*** Opening of Information ***

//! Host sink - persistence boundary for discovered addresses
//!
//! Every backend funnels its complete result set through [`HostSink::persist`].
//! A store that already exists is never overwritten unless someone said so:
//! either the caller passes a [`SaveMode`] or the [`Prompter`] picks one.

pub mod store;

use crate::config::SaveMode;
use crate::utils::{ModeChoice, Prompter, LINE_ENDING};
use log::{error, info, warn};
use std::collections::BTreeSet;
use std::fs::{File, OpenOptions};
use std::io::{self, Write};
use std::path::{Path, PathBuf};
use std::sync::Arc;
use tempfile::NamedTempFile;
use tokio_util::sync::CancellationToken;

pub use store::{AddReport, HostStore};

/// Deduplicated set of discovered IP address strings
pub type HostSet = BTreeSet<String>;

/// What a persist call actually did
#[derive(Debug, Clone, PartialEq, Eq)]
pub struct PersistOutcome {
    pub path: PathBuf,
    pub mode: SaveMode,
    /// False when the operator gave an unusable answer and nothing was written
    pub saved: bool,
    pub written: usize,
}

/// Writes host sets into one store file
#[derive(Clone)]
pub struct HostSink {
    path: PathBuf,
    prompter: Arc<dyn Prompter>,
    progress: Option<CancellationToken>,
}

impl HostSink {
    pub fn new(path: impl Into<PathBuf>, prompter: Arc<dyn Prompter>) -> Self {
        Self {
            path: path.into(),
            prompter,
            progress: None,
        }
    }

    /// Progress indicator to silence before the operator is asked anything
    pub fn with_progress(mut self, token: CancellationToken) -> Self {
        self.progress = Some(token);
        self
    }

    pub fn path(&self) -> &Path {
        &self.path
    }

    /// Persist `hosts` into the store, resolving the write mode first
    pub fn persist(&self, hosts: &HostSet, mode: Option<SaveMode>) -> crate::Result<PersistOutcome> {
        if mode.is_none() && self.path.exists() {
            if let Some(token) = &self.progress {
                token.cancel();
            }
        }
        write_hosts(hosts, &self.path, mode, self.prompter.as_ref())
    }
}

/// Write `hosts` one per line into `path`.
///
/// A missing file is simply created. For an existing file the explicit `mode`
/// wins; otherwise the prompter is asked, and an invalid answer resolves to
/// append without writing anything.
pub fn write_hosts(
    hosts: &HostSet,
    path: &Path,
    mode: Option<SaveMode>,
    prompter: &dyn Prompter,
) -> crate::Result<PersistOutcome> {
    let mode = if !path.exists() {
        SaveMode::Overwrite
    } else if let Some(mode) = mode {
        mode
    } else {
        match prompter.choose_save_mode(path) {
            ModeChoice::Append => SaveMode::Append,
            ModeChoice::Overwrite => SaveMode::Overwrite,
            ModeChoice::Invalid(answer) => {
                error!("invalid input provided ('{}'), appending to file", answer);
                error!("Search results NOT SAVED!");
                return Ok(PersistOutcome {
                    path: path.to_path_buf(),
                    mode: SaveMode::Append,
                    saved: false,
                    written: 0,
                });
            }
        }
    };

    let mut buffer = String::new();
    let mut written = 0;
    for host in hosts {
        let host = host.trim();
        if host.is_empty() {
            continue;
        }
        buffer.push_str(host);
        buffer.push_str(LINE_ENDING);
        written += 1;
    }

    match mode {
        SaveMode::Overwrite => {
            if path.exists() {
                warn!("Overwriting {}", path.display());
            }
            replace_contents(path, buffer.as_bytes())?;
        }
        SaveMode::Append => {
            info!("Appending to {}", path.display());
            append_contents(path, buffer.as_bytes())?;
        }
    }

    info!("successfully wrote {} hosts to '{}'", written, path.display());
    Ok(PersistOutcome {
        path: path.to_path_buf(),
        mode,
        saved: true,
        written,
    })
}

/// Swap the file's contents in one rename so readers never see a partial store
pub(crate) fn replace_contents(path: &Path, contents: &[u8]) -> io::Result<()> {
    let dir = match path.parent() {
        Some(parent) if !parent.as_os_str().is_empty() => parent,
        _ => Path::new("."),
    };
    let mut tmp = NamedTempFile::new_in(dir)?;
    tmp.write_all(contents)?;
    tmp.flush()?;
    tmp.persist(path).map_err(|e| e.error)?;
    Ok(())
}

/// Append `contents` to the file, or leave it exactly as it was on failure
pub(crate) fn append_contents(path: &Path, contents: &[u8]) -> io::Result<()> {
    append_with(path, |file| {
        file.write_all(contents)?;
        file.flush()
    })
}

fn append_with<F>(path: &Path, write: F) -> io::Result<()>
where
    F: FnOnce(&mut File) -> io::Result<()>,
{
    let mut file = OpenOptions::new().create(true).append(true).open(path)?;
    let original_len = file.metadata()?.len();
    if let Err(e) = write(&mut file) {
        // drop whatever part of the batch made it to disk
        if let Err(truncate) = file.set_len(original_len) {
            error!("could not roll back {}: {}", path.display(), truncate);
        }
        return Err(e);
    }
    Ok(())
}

*** Close of Information ***
*** Opening of Information ***

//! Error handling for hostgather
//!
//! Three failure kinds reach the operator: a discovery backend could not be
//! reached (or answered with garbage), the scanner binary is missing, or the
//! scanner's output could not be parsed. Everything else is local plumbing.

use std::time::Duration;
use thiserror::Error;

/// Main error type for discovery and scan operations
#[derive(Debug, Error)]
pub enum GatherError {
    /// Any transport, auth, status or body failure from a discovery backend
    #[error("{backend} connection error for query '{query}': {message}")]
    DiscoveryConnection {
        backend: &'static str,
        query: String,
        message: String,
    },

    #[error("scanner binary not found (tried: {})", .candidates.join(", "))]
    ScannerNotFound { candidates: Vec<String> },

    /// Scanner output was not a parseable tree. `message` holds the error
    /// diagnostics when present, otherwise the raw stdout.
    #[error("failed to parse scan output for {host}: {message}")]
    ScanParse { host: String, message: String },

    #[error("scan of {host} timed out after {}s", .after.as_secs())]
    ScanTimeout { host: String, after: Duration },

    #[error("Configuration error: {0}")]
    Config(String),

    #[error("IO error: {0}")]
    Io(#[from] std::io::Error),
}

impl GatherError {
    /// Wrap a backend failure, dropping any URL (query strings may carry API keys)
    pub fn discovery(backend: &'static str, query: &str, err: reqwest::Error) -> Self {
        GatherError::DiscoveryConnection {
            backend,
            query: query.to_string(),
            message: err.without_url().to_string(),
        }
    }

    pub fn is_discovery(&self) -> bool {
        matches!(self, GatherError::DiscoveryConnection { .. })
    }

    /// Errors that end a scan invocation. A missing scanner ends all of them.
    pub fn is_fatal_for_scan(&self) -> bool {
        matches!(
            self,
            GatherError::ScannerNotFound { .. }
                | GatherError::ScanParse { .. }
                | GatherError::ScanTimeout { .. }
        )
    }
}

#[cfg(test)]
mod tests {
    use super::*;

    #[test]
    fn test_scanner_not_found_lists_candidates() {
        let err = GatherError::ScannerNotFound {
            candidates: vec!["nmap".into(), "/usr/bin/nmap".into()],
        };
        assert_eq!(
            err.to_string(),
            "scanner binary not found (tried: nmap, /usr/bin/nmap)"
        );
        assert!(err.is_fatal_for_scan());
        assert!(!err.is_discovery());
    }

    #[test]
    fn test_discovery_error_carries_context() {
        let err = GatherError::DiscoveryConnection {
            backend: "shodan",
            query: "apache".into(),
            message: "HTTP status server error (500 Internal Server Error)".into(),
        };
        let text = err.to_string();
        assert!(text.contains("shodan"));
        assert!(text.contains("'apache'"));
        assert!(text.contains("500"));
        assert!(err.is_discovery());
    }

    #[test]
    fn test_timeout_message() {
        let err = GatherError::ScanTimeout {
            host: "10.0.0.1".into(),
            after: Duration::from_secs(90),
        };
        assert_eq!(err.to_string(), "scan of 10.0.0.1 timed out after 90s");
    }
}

*** Close of Information ***
*** Opening of Information ***

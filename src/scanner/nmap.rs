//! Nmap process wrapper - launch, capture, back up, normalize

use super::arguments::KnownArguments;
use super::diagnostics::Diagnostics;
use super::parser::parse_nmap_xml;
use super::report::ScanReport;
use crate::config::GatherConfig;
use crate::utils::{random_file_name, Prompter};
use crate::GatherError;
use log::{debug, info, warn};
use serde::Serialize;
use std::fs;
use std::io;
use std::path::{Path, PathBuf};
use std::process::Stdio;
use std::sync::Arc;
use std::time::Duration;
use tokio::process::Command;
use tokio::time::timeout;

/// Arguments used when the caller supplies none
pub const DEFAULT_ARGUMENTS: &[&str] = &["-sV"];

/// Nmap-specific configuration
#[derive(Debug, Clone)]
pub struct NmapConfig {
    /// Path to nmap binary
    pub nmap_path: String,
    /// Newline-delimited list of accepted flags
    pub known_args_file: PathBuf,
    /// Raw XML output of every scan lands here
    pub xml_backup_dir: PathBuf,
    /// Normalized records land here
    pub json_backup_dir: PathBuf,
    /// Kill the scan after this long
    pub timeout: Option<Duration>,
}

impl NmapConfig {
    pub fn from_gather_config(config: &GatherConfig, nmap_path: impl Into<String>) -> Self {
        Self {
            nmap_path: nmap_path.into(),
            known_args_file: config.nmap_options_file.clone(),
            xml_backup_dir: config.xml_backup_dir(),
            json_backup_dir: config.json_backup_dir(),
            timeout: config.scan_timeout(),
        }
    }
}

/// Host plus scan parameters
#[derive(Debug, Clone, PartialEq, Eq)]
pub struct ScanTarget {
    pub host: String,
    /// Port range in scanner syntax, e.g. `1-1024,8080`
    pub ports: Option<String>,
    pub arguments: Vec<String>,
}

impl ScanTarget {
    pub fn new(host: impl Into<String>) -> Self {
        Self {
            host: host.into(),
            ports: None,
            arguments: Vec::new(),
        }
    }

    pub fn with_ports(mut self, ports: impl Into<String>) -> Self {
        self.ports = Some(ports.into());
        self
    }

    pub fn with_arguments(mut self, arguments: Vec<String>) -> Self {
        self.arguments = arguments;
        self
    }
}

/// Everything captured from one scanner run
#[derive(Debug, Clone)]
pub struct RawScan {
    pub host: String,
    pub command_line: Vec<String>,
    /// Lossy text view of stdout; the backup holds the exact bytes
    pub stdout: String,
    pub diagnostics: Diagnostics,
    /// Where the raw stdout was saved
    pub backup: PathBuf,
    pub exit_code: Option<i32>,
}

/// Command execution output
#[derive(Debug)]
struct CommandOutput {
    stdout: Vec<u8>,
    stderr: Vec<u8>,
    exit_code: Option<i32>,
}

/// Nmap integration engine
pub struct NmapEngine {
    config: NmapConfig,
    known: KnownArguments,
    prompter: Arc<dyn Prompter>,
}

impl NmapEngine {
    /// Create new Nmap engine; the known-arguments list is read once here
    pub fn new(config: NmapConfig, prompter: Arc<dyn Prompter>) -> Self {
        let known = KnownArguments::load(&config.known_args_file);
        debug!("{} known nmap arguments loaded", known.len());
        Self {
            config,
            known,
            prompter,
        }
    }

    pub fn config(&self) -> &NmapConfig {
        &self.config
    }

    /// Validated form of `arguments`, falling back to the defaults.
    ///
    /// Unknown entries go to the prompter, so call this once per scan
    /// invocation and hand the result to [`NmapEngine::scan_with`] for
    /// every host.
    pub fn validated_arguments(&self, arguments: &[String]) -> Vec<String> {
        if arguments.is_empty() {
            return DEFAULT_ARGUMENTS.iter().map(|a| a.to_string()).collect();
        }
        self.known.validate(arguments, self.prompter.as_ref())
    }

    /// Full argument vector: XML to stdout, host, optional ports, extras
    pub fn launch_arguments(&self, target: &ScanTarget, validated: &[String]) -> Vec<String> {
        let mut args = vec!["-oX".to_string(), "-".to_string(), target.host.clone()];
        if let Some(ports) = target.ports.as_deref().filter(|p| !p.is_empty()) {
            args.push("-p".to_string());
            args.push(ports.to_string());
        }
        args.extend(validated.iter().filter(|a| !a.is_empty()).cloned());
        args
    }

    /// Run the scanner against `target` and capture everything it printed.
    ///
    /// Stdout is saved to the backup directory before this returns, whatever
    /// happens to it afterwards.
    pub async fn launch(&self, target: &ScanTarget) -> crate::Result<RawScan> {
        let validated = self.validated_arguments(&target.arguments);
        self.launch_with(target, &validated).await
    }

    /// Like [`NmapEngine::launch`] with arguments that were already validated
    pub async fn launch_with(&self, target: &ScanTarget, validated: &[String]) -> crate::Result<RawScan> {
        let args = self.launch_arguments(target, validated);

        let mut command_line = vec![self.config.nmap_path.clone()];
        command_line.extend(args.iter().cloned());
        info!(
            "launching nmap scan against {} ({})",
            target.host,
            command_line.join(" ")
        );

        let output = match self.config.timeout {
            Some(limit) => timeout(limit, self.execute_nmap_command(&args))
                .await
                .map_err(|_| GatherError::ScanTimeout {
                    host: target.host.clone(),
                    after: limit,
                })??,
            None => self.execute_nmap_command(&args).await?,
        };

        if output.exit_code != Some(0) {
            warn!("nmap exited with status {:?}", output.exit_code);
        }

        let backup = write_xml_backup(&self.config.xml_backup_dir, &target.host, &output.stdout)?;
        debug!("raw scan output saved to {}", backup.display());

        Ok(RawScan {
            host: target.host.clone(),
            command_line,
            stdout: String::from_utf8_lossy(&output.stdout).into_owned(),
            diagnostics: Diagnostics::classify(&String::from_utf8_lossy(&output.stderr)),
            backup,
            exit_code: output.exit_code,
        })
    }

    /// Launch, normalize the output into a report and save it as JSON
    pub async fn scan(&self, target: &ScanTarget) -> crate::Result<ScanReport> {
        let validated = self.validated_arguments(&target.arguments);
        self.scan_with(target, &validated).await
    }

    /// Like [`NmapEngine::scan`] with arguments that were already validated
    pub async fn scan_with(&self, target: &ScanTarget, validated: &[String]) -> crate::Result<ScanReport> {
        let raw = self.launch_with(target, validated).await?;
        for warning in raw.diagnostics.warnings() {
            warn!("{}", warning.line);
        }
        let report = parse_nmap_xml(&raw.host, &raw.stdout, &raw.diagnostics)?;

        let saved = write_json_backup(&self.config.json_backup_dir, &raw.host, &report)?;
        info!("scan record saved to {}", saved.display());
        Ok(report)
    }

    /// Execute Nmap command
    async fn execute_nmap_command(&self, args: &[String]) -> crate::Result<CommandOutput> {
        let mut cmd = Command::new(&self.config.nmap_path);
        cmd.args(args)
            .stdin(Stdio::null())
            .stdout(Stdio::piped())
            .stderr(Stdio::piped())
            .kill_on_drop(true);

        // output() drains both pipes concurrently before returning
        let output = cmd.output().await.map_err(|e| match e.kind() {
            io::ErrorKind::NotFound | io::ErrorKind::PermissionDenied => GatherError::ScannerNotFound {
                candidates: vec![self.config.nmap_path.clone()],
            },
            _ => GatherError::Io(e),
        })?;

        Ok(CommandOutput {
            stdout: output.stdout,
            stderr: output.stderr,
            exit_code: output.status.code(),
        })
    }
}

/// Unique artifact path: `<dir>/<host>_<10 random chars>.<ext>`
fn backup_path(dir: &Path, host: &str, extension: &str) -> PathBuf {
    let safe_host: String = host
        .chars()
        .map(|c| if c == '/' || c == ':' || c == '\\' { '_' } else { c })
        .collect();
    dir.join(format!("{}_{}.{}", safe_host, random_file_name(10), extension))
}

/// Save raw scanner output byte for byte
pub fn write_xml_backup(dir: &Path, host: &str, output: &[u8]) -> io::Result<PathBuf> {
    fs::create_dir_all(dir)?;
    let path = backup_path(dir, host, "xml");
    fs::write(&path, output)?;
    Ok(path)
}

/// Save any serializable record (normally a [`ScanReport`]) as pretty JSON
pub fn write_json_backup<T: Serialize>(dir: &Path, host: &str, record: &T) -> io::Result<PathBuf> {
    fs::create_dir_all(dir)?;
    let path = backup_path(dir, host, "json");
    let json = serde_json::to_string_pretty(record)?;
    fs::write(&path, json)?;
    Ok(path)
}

*** Close of Information ***

### Problem details
Only the lines above starting at the line that holds "for discovered addresses" and ending at the line that holds "A store that" are to be repeated, exactly and in full.

### Finished exercise
//! Host sink - persistence boundary for discovered addresses
//!
//! Every backend funnels its complete result set through [`HostSink::persist`].
//! A store that already exists is never overwritten unless someone said so:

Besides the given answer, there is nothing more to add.